(Extracted records)
____________________
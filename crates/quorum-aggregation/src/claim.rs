//! Signature claims
//!
//! One committee member's contribution to a batch: their key, their
//! signature over the message and a membership witness for their key.

use serde::{Deserialize, Serialize};

use quorum_primitives::keys::{
    empty_signature, empty_signer_key, serde_signature, serde_signer_key,
};
use quorum_primitives::{signer_hash, verify_message, Digest, Signature, SignerKey};
use quorum_state::MapWitness;

use crate::error::{AggregationError, AggregationResult};

/// A signer's claim to have approved a message
#[derive(Debug, Clone, PartialEq, Eq, Serialize, Deserialize)]
pub struct SignatureClaim {
    #[serde(with = "serde_signer_key")]
    pub public_key: SignerKey,

    #[serde(with = "serde_signature")]
    pub signature: Signature,

    /// Path for `signer_hash(public_key)` in the membership map
    pub membership_witness: MapWitness,
}

impl SignatureClaim {
    pub fn new(public_key: SignerKey, signature: Signature, membership_witness: MapWitness) -> Self {
        Self {
            public_key,
            signature,
            membership_witness,
        }
    }

    /// The padding claim. Never valid.
    pub fn empty(depth: usize) -> Self {
        Self {
            public_key: empty_signer_key(),
            signature: empty_signature(),
            membership_witness: MapWitness::empty(depth),
        }
    }

    pub fn signer_hash(&self) -> Digest {
        signer_hash(&self.public_key)
    }

    /// Signature verifies over `message` and the witness proves membership
    /// under `membership_root`
    pub fn verify(&self, message: &Digest, membership_root: &Digest) -> bool {
        self.check(message, membership_root).is_ok()
    }

    /// Like [`verify`](Self::verify), reporting the first failed condition
    pub fn check(&self, message: &Digest, membership_root: &Digest) -> AggregationResult<()> {
        let hash = self.signer_hash();
        if !verify_message(&self.public_key, message, &self.signature) {
            return Err(AggregationError::InvalidSignature(hash));
        }
        if self.membership_witness.key != hash
            || self.membership_witness.compute_root(1) != *membership_root
        {
            return Err(AggregationError::NotAMember(hash));
        }
        Ok(())
    }
}
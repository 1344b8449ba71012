//! Data sources: where the attested value comes from

use std::collections::HashMap;
use std::future::Future;
use std::time::Duration;

use reqwest::header::{HeaderMap, HeaderValue, ACCEPT};
use tracing::debug;

use crate::error::{ClientError, Result};
use crate::types::DataRequest;

/// Fetches the value a request refers to
pub trait DataSource {
    fn fetch(&self, request: &DataRequest) -> impl Future<Output = Result<u64>> + Send;
}

/// Read `field` from a JSON object as an unsigned integer
pub fn extract_field(body: &serde_json::Value, field: &str) -> Result<u64> {
    let value = body
        .get(field)
        .ok_or_else(|| ClientError::FieldMissing(field.to_string()))?;
    value
        .as_u64()
        .ok_or_else(|| ClientError::FieldNotNumeric(field.to_string()))
}

/// Fetches values over HTTP
#[derive(Debug, Clone)]
pub struct HttpDataSource {
    client: reqwest::Client,
}

impl HttpDataSource {
    /// Default timeout for a single fetch
    pub const DEFAULT_TIMEOUT: Duration = Duration::from_secs(10);

    pub fn try_new() -> Result<Self> {
        Self::with_timeout(Self::DEFAULT_TIMEOUT)
    }

    pub fn with_timeout(timeout: Duration) -> Result<Self> {
        let mut headers = HeaderMap::new();
        headers.insert(ACCEPT, HeaderValue::from_static("application/json"));

        let client = reqwest::Client::builder()
            .default_headers(headers)
            .timeout(timeout)
            .build()?;
        Ok(Self { client })
    }
}

impl DataSource for HttpDataSource {
    async fn fetch(&self, request: &DataRequest) -> Result<u64> {
        let url = request.endpoint();
        debug!(%url, field = %request.field, "fetching");

        let response = self.client.get(&url).send().await?;

        let status = response.status();
        if status.is_success() {
            let body: serde_json::Value = response.json().await?;
            extract_field(&body, &request.field)
        } else if status.as_u16() == 401 || status.as_u16() == 403 {
            let body = response.text().await.unwrap_or_default();
            Err(ClientError::Unauthorized(body))
        } else {
            let body = response.text().await.unwrap_or_default();
            Err(ClientError::ApiError {
                status: status.as_u16(),
                message: body,
            })
        }
    }
}

/// Fixed values keyed by endpoint and field, for local runs and tests
#[derive(Debug, Clone, Default)]
pub struct StaticDataSource {
    values: HashMap<(String, String), u64>,
}

impl StaticDataSource {
    pub fn new() -> Self {
        Self::default()
    }

    /// Serve `value` for `request`
    pub fn with_value(mut self, request: &DataRequest, value: u64) -> Self {
        self.insert(request, value);
        self
    }

    pub fn insert(&mut self, request: &DataRequest, value: u64) {
        self.values
            .insert((request.endpoint(), request.field.clone()), value);
    }
}

impl DataSource for StaticDataSource {
    async fn fetch(&self, request: &DataRequest) -> Result<u64> {
        self.values
            .get(&(request.endpoint(), request.field.clone()))
            .copied()
            .ok_or_else(|| ClientError::FieldMissing(request.field.clone()))
    }
}
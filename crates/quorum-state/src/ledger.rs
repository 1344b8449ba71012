//! Verified-message ledger
//!
//! Maps message digests to a settlement flag. Monotonic: once a message is
//! settled it is never reset by the protocol.

use quorum_primitives::Digest;
use tracing::debug;

use crate::error::{StateError, StateResult};
use crate::merkle::{AuthenticatedMap, MapWitness, SparseMerkleMap};

/// Authenticated record of settled messages
#[derive(Debug, Clone)]
pub struct VerifiedMessageLedger {
    map: SparseMerkleMap,
}

impl VerifiedMessageLedger {
    pub fn new(depth: usize) -> StateResult<Self> {
        Ok(Self {
            map: SparseMerkleMap::new(depth)?,
        })
    }

    pub fn is_settled(&self, message: &Digest) -> bool {
        self.map.get(message) == 1
    }

    /// Mark a message settled, returning the new root
    pub fn mark_settled(&mut self, message: &Digest) -> StateResult<Digest> {
        if self.is_settled(message) {
            return Err(StateError::AlreadySettled(*message));
        }
        let root = self.map.set(message, 1)?;
        debug!(message = %message, root = %root, "message settled");
        Ok(root)
    }

    /// Number of settled messages
    pub fn len(&self) -> usize {
        self.map.len()
    }

    pub fn is_empty(&self) -> bool {
        self.map.is_empty()
    }

    pub fn depth(&self) -> usize {
        self.map.depth()
    }
}

impl AuthenticatedMap for VerifiedMessageLedger {
    type Key = Digest;
    type Value = bool;

    fn get(&self, message: &Digest) -> bool {
        self.is_settled(message)
    }

    /// Only `true` is accepted: the ledger never un-settles a message.
    fn set(&mut self, message: &Digest, value: bool) -> StateResult<Digest> {
        if !value {
            return match self.is_settled(message) {
                true => Err(StateError::AlreadySettled(*message)),
                false => Ok(self.map.root()),
            };
        }
        self.mark_settled(message)
    }

    fn witness(&self, message: &Digest) -> MapWitness {
        self.map.witness(message)
    }

    fn root(&self) -> Digest {
        self.map.root()
    }
}
//! Quorum Client
//!
//! Off-chain collaborators of the settlement protocol: where values come
//! from, how committee signatures are collected, and the verifier node that
//! turns a data request into a settled ledger entry.
//!
//! # Example
//!
//! ```ignore
//! use quorum_client::{DataRequest, HttpDataSource, LocalCommittee, VerifierNode};
//!
//! let mut node = VerifierNode::new(config, authority, committee, contract, source, collector)?;
//! let verification = node
//!     .verify_data(DataRequest::new("https://api.example.com", "/price", "usd"))
//!     .await?;
//! println!("settled {} as {}", verification.value, verification.message);
//! ```

mod committee;
mod data_source;
mod error;
mod signer;
mod types;
mod verifier;

pub use committee::{LocalCommittee, SignatureCollector};
pub use data_source::{extract_field, DataSource, HttpDataSource, StaticDataSource};
pub use error::{ClientError, Result};
pub use signer::SignerNode;
pub use types::{DataRequest, SignedRequest, SignerResponse};
pub use verifier::{SharedContract, Verification, VerifierNode, VerifierNodeConfig};
//! Recursive settlement folding
//!
//! Folds many single-message settlements into one proof of a ledger root
//! transition `initial_ledger_root -> new_ledger_root`. Each step consumes
//! one aggregation proof and a ledger witness for its message, applying the
//! same rules the contract applies to a direct settlement.

use serde::{Deserialize, Serialize};
use tracing::debug;
use winter_math::ToElements;

use quorum_primitives::{felt_from_u64, Digest, Felt, ProtocolConfig};
use quorum_state::MapWitness;

use crate::error::{AggregationError, AggregationResult};
use crate::proof::{Program, Provable};
use crate::signature_aggregation::AggregationOutput;
use crate::transition::{check_aggregation, settle_message};

/// Public output of settlement folding
#[derive(Debug, Clone, Copy, PartialEq, Eq, Serialize, Deserialize)]
pub struct SettlementOutput {
    pub initial_ledger_root: Digest,
    pub signers_root: Digest,
    pub signers_count: u64,
    pub threshold_numerator: u64,
    pub new_ledger_root: Digest,
}

impl ToElements<Felt> for SettlementOutput {
    fn to_elements(&self) -> Vec<Felt> {
        let mut elements = Vec::with_capacity(14);
        elements.extend_from_slice(self.initial_ledger_root.elements());
        elements.extend_from_slice(self.signers_root.elements());
        elements.push(felt_from_u64(self.signers_count));
        elements.push(felt_from_u64(self.threshold_numerator));
        elements.extend_from_slice(self.new_ledger_root.elements());
        elements
    }
}

/// Base and step programs of settlement folding
#[derive(Debug, Clone, Copy)]
pub struct SettlementFolder {
    config: ProtocolConfig,
}

impl SettlementFolder {
    pub fn new(config: ProtocolConfig) -> Self {
        Self { config }
    }

    pub fn config(&self) -> &ProtocolConfig {
        &self.config
    }

    /// Base: the identity transition at `initial_ledger_root`
    pub fn base<S: Provable<SettlementOutput>>(
        &self,
        initial_ledger_root: Digest,
        signers_root: Digest,
        signers_count: u64,
        threshold_numerator: u64,
    ) -> S {
        S::prove(
            Program::SettlementBase,
            SettlementOutput {
                initial_ledger_root,
                signers_root,
                signers_count,
                threshold_numerator,
                new_ledger_root: initial_ledger_root,
            },
            &[],
        )
    }

    /// Step: settle one more message on top of `prior`
    pub fn step<S, A>(
        &self,
        prior: &S,
        aggregation: &A,
        ledger_witness: &MapWitness,
    ) -> AggregationResult<S>
    where
        S: Provable<SettlementOutput>,
        A: Provable<AggregationOutput>,
    {
        if !prior.program().is_settlement() || !prior.verify() {
            return Err(AggregationError::InvalidProof(
                "prior settlement proof failed verification".to_string(),
            ));
        }
        if !aggregation.program().is_signature_aggregation() || !aggregation.verify() {
            return Err(AggregationError::InvalidProof(
                "aggregation proof failed verification".to_string(),
            ));
        }

        let head = prior.public_output();
        let signed = aggregation.public_output();

        check_aggregation(
            signed,
            &head.signers_root,
            head.signers_count,
            head.threshold_numerator,
            self.config.threshold_denominator,
        )?;
        let new_ledger_root = settle_message(ledger_witness, &signed.message, &head.new_ledger_root)?;

        debug!(
            message = %signed.message,
            count = signed.count,
            new_ledger_root = %new_ledger_root,
            "settlement step"
        );

        Ok(S::prove(
            Program::SettlementStep,
            SettlementOutput {
                new_ledger_root,
                ..*head
            },
            &[prior.commitment(), aggregation.commitment()],
        ))
    }
}
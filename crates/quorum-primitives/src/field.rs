//! Field arithmetic over Winterfell's 64-bit Goldilocks field
//!
//! Every digest, map key and counter committed by the protocol is expressed
//! in this field, p = 2^64 - 2^32 + 1.

use winter_math::fields::f64::BaseElement;
use winter_math::FieldElement;

/// The field element type used throughout quorum settlement
pub type Felt = BaseElement;

/// Zero in the field
pub const FELT_ZERO: Felt = BaseElement::ZERO;

/// One in the field
pub const FELT_ONE: Felt = BaseElement::ONE;

/// The Goldilocks prime: p = 2^64 - 2^32 + 1
pub const GOLDILOCKS_PRIME: u64 = 0xFFFFFFFF00000001;

/// Convert a u64 to a field element (reduced mod p)
#[inline]
pub fn felt_from_u64(value: u64) -> Felt {
    BaseElement::new(value)
}

/// Canonical u64 representative of a field element
#[inline]
pub fn felt_to_u64(felt: Felt) -> u64 {
    felt.as_int()
}

/// Split bytes into little-endian u32 limbs, one field element per limb.
///
/// Since every limb is below p the mapping is injective for inputs of the
/// same length. A trailing partial limb is zero-padded.
pub fn bytes_to_felts(bytes: &[u8]) -> Vec<Felt> {
    bytes
        .chunks(4)
        .map(|chunk| {
            let mut limb = [0u8; 4];
            limb[..chunk.len()].copy_from_slice(chunk);
            felt_from_u64(u32::from_le_bytes(limb) as u64)
        })
        .collect()
}

/// Canonical little-endian encoding of a sequence of field elements
pub fn felts_to_bytes(elements: &[Felt]) -> Vec<u8> {
    elements
        .iter()
        .flat_map(|felt| felt_to_u64(*felt).to_le_bytes())
        .collect()
}

#[cfg(test)]
mod tests {
    use super::*;

    #[test]
    fn test_felt_conversion() {
        let felt = felt_from_u64(12345678);
        assert_eq!(felt_to_u64(felt), 12345678);
    }

    #[test]
    fn test_felt_wraps_at_prime() {
        let max = felt_from_u64(GOLDILOCKS_PRIME - 1);
        assert_eq!(felt_to_u64(max + FELT_ONE), 0);
    }

    #[test]
    fn test_bytes_to_felts_limbs() {
        let felts = bytes_to_felts(&[1, 0, 0, 0, 0xff, 0xff, 0xff, 0xff, 7]);
        assert_eq!(felts.len(), 3);
        assert_eq!(felt_to_u64(felts[0]), 1);
        assert_eq!(felt_to_u64(felts[1]), u32::MAX as u64);
        assert_eq!(felt_to_u64(felts[2]), 7);
    }
}
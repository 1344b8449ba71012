//! Quorum Settlement - Threshold multi-signature aggregation and settlement
//!
//! An off-chain committee attests to external data. Once a supermajority of
//! the committee has signed a message, the message is marked verified in an
//! authenticated ledger held by a settlement state machine.
//!
//! # Overview
//!
//! Individual Ed25519 signatures are checked in fixed-capacity batches and
//! chained into one aggregation proof per message. Many aggregation proofs
//! can in turn be folded into one ledger transition proof. The contract
//! accepts either.
//!
//! # Crates
//!
//! - `quorum-primitives`: Field elements, Rescue digests, keys, protocol constants
//! - `quorum-state`: Sparse Merkle map, committee membership, verified-message ledger
//! - `quorum-aggregation`: Batch verifier, signature aggregation, settlement folding
//! - `quorum-contract`: Authority-gated settlement state machine
//! - `quorum-client`: Data sources, signer nodes, verifier node
//!
//! # Example
//!
//! ```no_run
//! use quorum_settlement::aggregation::{AggregationOutput, AggregationPipeline, SealedProof};
//! use quorum_settlement::primitives::{Digest, ProtocolConfig};
//! use quorum_settlement::state::{AuthenticatedMap, MembershipMap};
//!
//! let committee = MembershipMap::new(32).unwrap();
//! let pipeline = AggregationPipeline::new(ProtocolConfig::default()).unwrap();
//! let proof: SealedProof<AggregationOutput> = pipeline
//!     .aggregate(Digest::hash_bytes(b"value"), committee.root(), Vec::new())
//!     .unwrap();
//! ```

// Re-export sub-crates
pub use quorum_aggregation as aggregation;
pub use quorum_client as client;
pub use quorum_contract as contract;
pub use quorum_primitives as primitives;
pub use quorum_state as state;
____________________
(Problem description): When you reach the line with "signer_hash(&self.public_key)" in the records above, start writing out lines exactly, and stop once the line with "use crate::types::DataRequest;" has been written; include nothing else.

(Answer for this exercise):
        signer_hash(&self.public_key)
    }

    /// Signature verifies over `message` and the witness proves membership
    /// under `membership_root`
    pub fn verify(&self, message: &Digest, membership_root: &Digest) -> bool {
        self.check(message, membership_root).is_ok()
    }

    /// Like [`verify`](Self::verify), reporting the first failed condition
    pub fn check(&self, message: &Digest, membership_root: &Digest) -> AggregationResult<()> {
        let hash = self.signer_hash();
        if !verify_message(&self.public_key, message, &self.signature) {
            return Err(AggregationError::InvalidSignature(hash));
        }
        if self.membership_witness.key != hash
            || self.membership_witness.compute_root(1) != *membership_root
        {
            return Err(AggregationError::NotAMember(hash));
        }
        Ok(())
    }
}
repository 1344b8449ba71012
//! Data sources: where the attested value comes from

use std::collections::HashMap;
use std::future::Future;
use std::time::Duration;

use reqwest::header::{HeaderMap, HeaderValue, ACCEPT};
use tracing::debug;

use crate::error::{ClientError, Result};
use crate::types::DataRequest;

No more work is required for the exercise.